6. Access and Release Policy  
To promote open research and transparency, the ERASER codebase is publicly released and may be used, modified, and extended for both academic and commercial purposes. However, we emphasize the importance of responsible use, especially given the sensitivity of machine unlearning applications.

In particular:
- We do not provide pretrained or pre-unlearned models to prevent unintended misuse and to encourage careful replication.
- ERASER is not designed to serve as an automated, real-time forgetting API. Any use for content removal should include appropriate human oversight and ethical review.
- We strongly discourage use cases involving:
    - Arbitrary or unverifiable deletion requests (e.g., to suppress dissent or public interest content),
    - Corporate deployment without transparency,
    - Applications that bypass human judgment in safety-critical scenarios.
We believe that unlearning systems should be deployed with rigorous auditing, clear documentation of intent, and societal accountability. We welcome community contributions that align with these principles.
(Note: The content of this paper is released under the Creative Commons Attribution 4.0 International license (CC BY 4.0). Please provide appropriate credit and indicate any modifications when reusing this work.)

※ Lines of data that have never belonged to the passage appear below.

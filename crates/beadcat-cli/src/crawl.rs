//! `crawl`, `crawlers` and `import` command handlers.
//!
//! A crawl runs through the same orchestrator as server jobs, so retries and
//! run bookkeeping behave identically. With `--export` the records are
//! written to a JSON file instead of the catalog and no run is persisted;
//! `import` later loads such a file into the catalog without crawling.

use std::path::{Path, PathBuf};

use anyhow::Context;
use beadcat_core::{AppConfig, CrawlOptions, CrawlOptionsRequest};
use beadcat_crawler::{
    crawl_into_catalog, crawl_only, load_taxonomy, read_export, request_run, write_export,
    CatalogUpsertSink, NoopRecorder, ResponseCache, RetryPolicy, RunOrchestrator, RunOutcome,
    TaxonomyCache, UpsertFailure,
};
use beadcat_db::{PgCatalogStore, PgRunRecorder};
use clap::Args;
use tokio_util::sync::CancellationToken;

#[derive(Debug, Args)]
pub struct CrawlArgs {
    /// Registered crawler name (see `crawlers`)
    pub name: String,

    /// Stop after this many pages, the seed page included
    #[arg(long)]
    pub max_pages: Option<usize>,

    /// Pages fetched concurrently
    #[arg(long)]
    pub concurrency: Option<usize>,

    /// Seconds to wait before each request
    #[arg(long = "delay")]
    pub delay_seconds: Option<f64>,

    /// Reuse fetched pages within the run, retries included
    #[arg(long)]
    pub cache_responses: bool,

    /// Also fetch each product's detail page
    #[arg(long)]
    pub details: bool,

    /// Write records and skips to this JSON file instead of the catalog
    #[arg(long)]
    pub export: Option<PathBuf>,
}

impl CrawlArgs {
    pub(crate) fn options(&self) -> anyhow::Result<CrawlOptions> {
        let request = CrawlOptionsRequest {
            max_pages: self.max_pages,
            concurrency: self.concurrency,
            delay_seconds: self.delay_seconds,
            cache_responses: Some(self.cache_responses),
            fetch_details: Some(self.details),
        };
        Ok(request.validate()?)
    }
}

pub(crate) fn print_crawlers() {
    for name in beadcat_crawler::crawler_names() {
        println!("{name}");
    }
}

pub(crate) async fn run_crawl(
    config: &AppConfig,
    args: &CrawlArgs,
    cancel: CancellationToken,
) -> anyhow::Result<()> {
    let options = args.options()?;
    let run = request_run(&args.name, options)?;

    match &args.export {
        Some(path) => export(config, run, path, cancel).await,
        None => into_catalog(config, run, cancel).await,
    }
}

async fn into_catalog(
    config: &AppConfig,
    mut run: beadcat_core::CrawlRunState,
    cancel: CancellationToken,
) -> anyhow::Result<()> {
    let aliases = beadcat_core::configured_color_aliases(config)?;
    let pool = crate::db::connect(config).await?;
    let store = PgCatalogStore::new(pool.clone());
    let orchestrator = RunOrchestrator::new(
        RetryPolicy::from_config(config),
        PgRunRecorder::new(pool),
        cancel,
    );

    orchestrator.enqueue(&run).await;
    let cache = ResponseCache::new();
    let outcome = orchestrator
        .execute(&mut run, |state, token| {
            let state = state.clone();
            let (cache, store, aliases) = (&cache, &store, &aliases);
            async move {
                crawl_into_catalog(config, &state, cache, store, aliases, token).await
            }
        })
        .await?;

    match outcome {
        RunOutcome::Succeeded(summary) => {
            println!(
                "{}: {} records found, {} upserted ({} new), {} pages fetched, {} failed",
                summary.crawler,
                summary.records_found,
                summary.upserted,
                summary.created,
                summary.pages_fetched,
                summary.pages_failed,
            );
            if summary.details_fetched + summary.details_failed > 0 {
                println!(
                    "  details: {} fetched, {} failed",
                    summary.details_fetched, summary.details_failed
                );
            }
            for (kind, count) in &summary.skipped {
                println!("  skipped {count} ({kind:?})");
            }
            print_upsert_failures(&summary.upsert_failures);
            Ok(())
        }
        RunOutcome::Discarded(failure) => {
            anyhow::bail!(
                "crawl run {} discarded after {} attempts: {failure}",
                run.run_id,
                run.attempt
            )
        }
    }
}

async fn export(
    config: &AppConfig,
    mut run: beadcat_core::CrawlRunState,
    path: &Path,
    cancel: CancellationToken,
) -> anyhow::Result<()> {
    let taxonomy = export_taxonomy(config).await;
    let cache = ResponseCache::new();
    let orchestrator =
        RunOrchestrator::new(RetryPolicy::from_config(config), NoopRecorder, cancel);

    let outcome = orchestrator
        .execute(&mut run, |state, token| {
            let state = state.clone();
            let (cache, taxonomy) = (&cache, &taxonomy);
            async move { crawl_only(config, &state, cache, taxonomy, token).await }
        })
        .await?;

    match outcome {
        RunOutcome::Succeeded(output) => {
            write_export(path, &output)
                .with_context(|| format!("failed to export {}", output.crawler))?;
            println!(
                "exported {} records and {} skips to {}",
                output.records.len(),
                output.skipped.len(),
                path.display()
            );
            Ok(())
        }
        RunOutcome::Discarded(failure) => {
            anyhow::bail!("export crawl discarded after {} attempts: {failure}", run.attempt)
        }
    }
}

/// Colors and finishes from the catalog when it is reachable. Export still
/// works offline; every record then falls back to its residual color.
async fn export_taxonomy(config: &AppConfig) -> TaxonomyCache {
    let pool = match crate::db::connect(config).await {
        Ok(pool) => pool,
        Err(e) => {
            tracing::warn!(error = %e, "catalog unavailable, exporting with an empty taxonomy");
            return TaxonomyCache::default();
        }
    };
    match load_taxonomy(&PgCatalogStore::new(pool)).await {
        Ok(taxonomy) => taxonomy,
        Err(e) => {
            tracing::warn!(error = %e, "failed to load taxonomy, exporting with an empty taxonomy");
            TaxonomyCache::default()
        }
    }
}

#[derive(Debug, Args)]
pub struct ImportArgs {
    /// JSON file written by `crawl --export`
    pub path: PathBuf,
}

/// Upserts the records of an earlier export into the catalog.
pub(crate) async fn run_import(config: &AppConfig, args: &ImportArgs) -> anyhow::Result<()> {
    let output = read_export(&args.path)?;
    let aliases = beadcat_core::configured_color_aliases(config)?;
    let pool = crate::db::connect(config).await?;
    let store = PgCatalogStore::new(pool);

    tracing::info!(
        crawler = %output.crawler,
        records = output.records.len(),
        path = %args.path.display(),
        "importing crawl export"
    );
    let report = CatalogUpsertSink::new(&store, &aliases)
        .upsert_all(&output.records)
        .await
        .with_context(|| format!("import of {} aborted", args.path.display()))?;

    println!(
        "{}: {} records imported, {} upserted ({} new)",
        output.crawler,
        output.records.len(),
        report.upserted,
        report.created,
    );
    print_upsert_failures(&report.failures);
    Ok(())
}

fn print_upsert_failures(failures: &[UpsertFailure]) {
    for failure in failures {
        println!("  upsert failed for {}: {}", failure.product_code, failure.reason);
    }
}
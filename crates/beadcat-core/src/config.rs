use crate::app_config::{AppConfig, Environment};
use crate::ConfigError;

/// Load application configuration from environment variables.
///
/// Calls `dotenvy::dotenv().ok()` to load `.env` files before reading env vars.
///
/// # Errors
///
/// Returns `ConfigError` if required env vars are missing or values are invalid.
pub fn load_app_config() -> Result<AppConfig, ConfigError> {
    dotenvy::dotenv().ok();
    load_app_config_from_env()
}

/// Load application configuration from environment variables already in the process.
///
/// Unlike [`load_app_config`], this does NOT load `.env` files.
///
/// # Errors
///
/// Returns `ConfigError` if required env vars are missing or values are invalid.
pub fn load_app_config_from_env() -> Result<AppConfig, ConfigError> {
    build_app_config(|key| std::env::var(key))
}

/// Build application configuration using the provided env-var lookup function.
///
/// Decoupled from the process environment so tests can feed a `HashMap`.
fn build_app_config<F>(lookup: F) -> Result<AppConfig, ConfigError>
where
    F: Fn(&str) -> Result<String, std::env::VarError>,
{
    use std::net::SocketAddr;
    use std::path::PathBuf;

    let require = |var: &str| -> Result<String, ConfigError> {
        lookup(var).map_err(|_| ConfigError::MissingEnvVar(var.to_string()))
    };

    let or_default = |var: &str, default: &str| -> String {
        lookup(var).unwrap_or_else(|_| default.to_string())
    };

    let optional = |var: &str| -> Option<String> {
        lookup(var)
            .ok()
            .map(|v| v.trim().to_string())
            .filter(|v| !v.is_empty())
    };

    let parse_addr = |var: &str, default: &str| -> Result<SocketAddr, ConfigError> {
        let raw = or_default(var, default);
        raw.parse::<SocketAddr>()
            .map_err(|e| ConfigError::InvalidEnvVar {
                var: var.to_string(),
                reason: e.to_string(),
            })
    };

    let parse_u32 = |var: &str, default: &str| -> Result<u32, ConfigError> {
        let raw = or_default(var, default);
        raw.parse::<u32>().map_err(|e| ConfigError::InvalidEnvVar {
            var: var.to_string(),
            reason: e.to_string(),
        })
    };

    let parse_u64 = |var: &str, default: &str| -> Result<u64, ConfigError> {
        let raw = or_default(var, default);
        raw.parse::<u64>().map_err(|e| ConfigError::InvalidEnvVar {
            var: var.to_string(),
            reason: e.to_string(),
        })
    };

    let database_url = require("DATABASE_URL")?;
    let env = parse_environment(&or_default("BEADCAT_ENV", "development"))?;

    let bind_addr = parse_addr("BEADCAT_BIND_ADDR", "0.0.0.0:3000")?;
    let log_level = or_default("BEADCAT_LOG_LEVEL", "info");

    let db_max_connections = parse_u32("BEADCAT_DB_MAX_CONNECTIONS", "10")?;
    let db_min_connections = parse_u32("BEADCAT_DB_MIN_CONNECTIONS", "1")?;
    if db_min_connections > db_max_connections {
        return Err(ConfigError::InvalidEnvVar {
            var: "BEADCAT_DB_MIN_CONNECTIONS".to_string(),
            reason: format!(
                "min connections ({db_min_connections}) exceeds max connections ({db_max_connections})"
            ),
        });
    }
    let db_acquire_timeout_secs = parse_u64("BEADCAT_DB_ACQUIRE_TIMEOUT_SECS", "10")?;

    let crawler_request_timeout_secs = parse_u64("BEADCAT_CRAWLER_REQUEST_TIMEOUT_SECS", "30")?;
    let crawler_user_agent = or_default(
        "BEADCAT_CRAWLER_USER_AGENT",
        "beadcat/0.1 (+catalog-crawler)",
    );
    let crawler_max_retries = parse_u32("BEADCAT_CRAWLER_MAX_RETRIES", "2")?;
    let crawler_retry_backoff_base_ms = parse_u64("BEADCAT_CRAWLER_RETRY_BACKOFF_BASE_MS", "500")?;

    let run_max_attempts = parse_u32("BEADCAT_RUN_MAX_ATTEMPTS", "3")?;
    if run_max_attempts == 0 {
        return Err(ConfigError::InvalidEnvVar {
            var: "BEADCAT_RUN_MAX_ATTEMPTS".to_string(),
            reason: "must be at least 1".to_string(),
        });
    }
    let run_backoff_base_secs = parse_u64("BEADCAT_RUN_BACKOFF_BASE_SECS", "5")?;

    let color_aliases_path = optional("BEADCAT_COLOR_ALIASES_PATH").map(PathBuf::from);
    let crawl_cron = optional("BEADCAT_CRAWL_CRON");
    let api_keys = optional("BEADCAT_API_KEYS");

    Ok(AppConfig {
        database_url,
        env,
        bind_addr,
        log_level,
        db_max_connections,
        db_min_connections,
        db_acquire_timeout_secs,
        crawler_request_timeout_secs,
        crawler_user_agent,
        crawler_max_retries,
        crawler_retry_backoff_base_ms,
        run_max_attempts,
        run_backoff_base_secs,
        color_aliases_path,
        crawl_cron,
        api_keys,
    })
}

/// Parse a string into an `Environment` variant.
fn parse_environment(s: &str) -> Result<Environment, ConfigError> {
    match s {
        "development" => Ok(Environment::Development),
        "test" => Ok(Environment::Test),
        "production" => Ok(Environment::Production),
        other => Err(ConfigError::InvalidEnvVar {
            var: "BEADCAT_ENV".to_string(),
            reason: format!("unknown environment \"{other}\""),
        }),
    }
}

#[cfg(test)]
#[path = "config_test.rs"]
mod tests;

7. Alignment with Existing Guidelines  
Our safeguards draw from internationally recognized AI safety frameworks and dual-use mitigation principles:
- OpenAI’s GPT-4 System Card: Emphasizes dual-use risks and red teaming to assess misuse potential.
  https://cdn.openai.com/papers/gpt-4-system-card.pdf
- Anthropic’s Responsible Scaling Policy (RSP): Highlights pre-deployment safety evaluations, red teaming, and risk mitigation.
  https://www.anthropic.com/responsible-scaling-policy
- Anthropic’s Constitutional AI: Proposes principle-based alignment and ethics-driven system design.
  https://www.anthropic.com/research/constitutional-ai-harmlessness-from-ai-feedback
- NIST AI Risk Management Framework (AI RMF 1.0): Offers a lifecycle-based framework for govern–map–measure–manage functions.
  https://www.nist.gov/itl/ai-risk-management-framework
- Bletchley Declaration: Advocates international coordination for frontier AI safety and responsible scaling.
  https://www.gov.uk/government/publications/ai-safety-summit-2023-the-bletchley-declaration

8. Community Monitoring and Feedback
We encourage users to report misuse or ethical concerns related to ERASER-based systems via public issue trackers or designated community channels. Open feedback loops are critical to collective oversight.

We believe these safeguards offer a balanced and enforceable path forward for the responsible use of ERASER, enabling safer LLM deployment while preventing harmful overreach.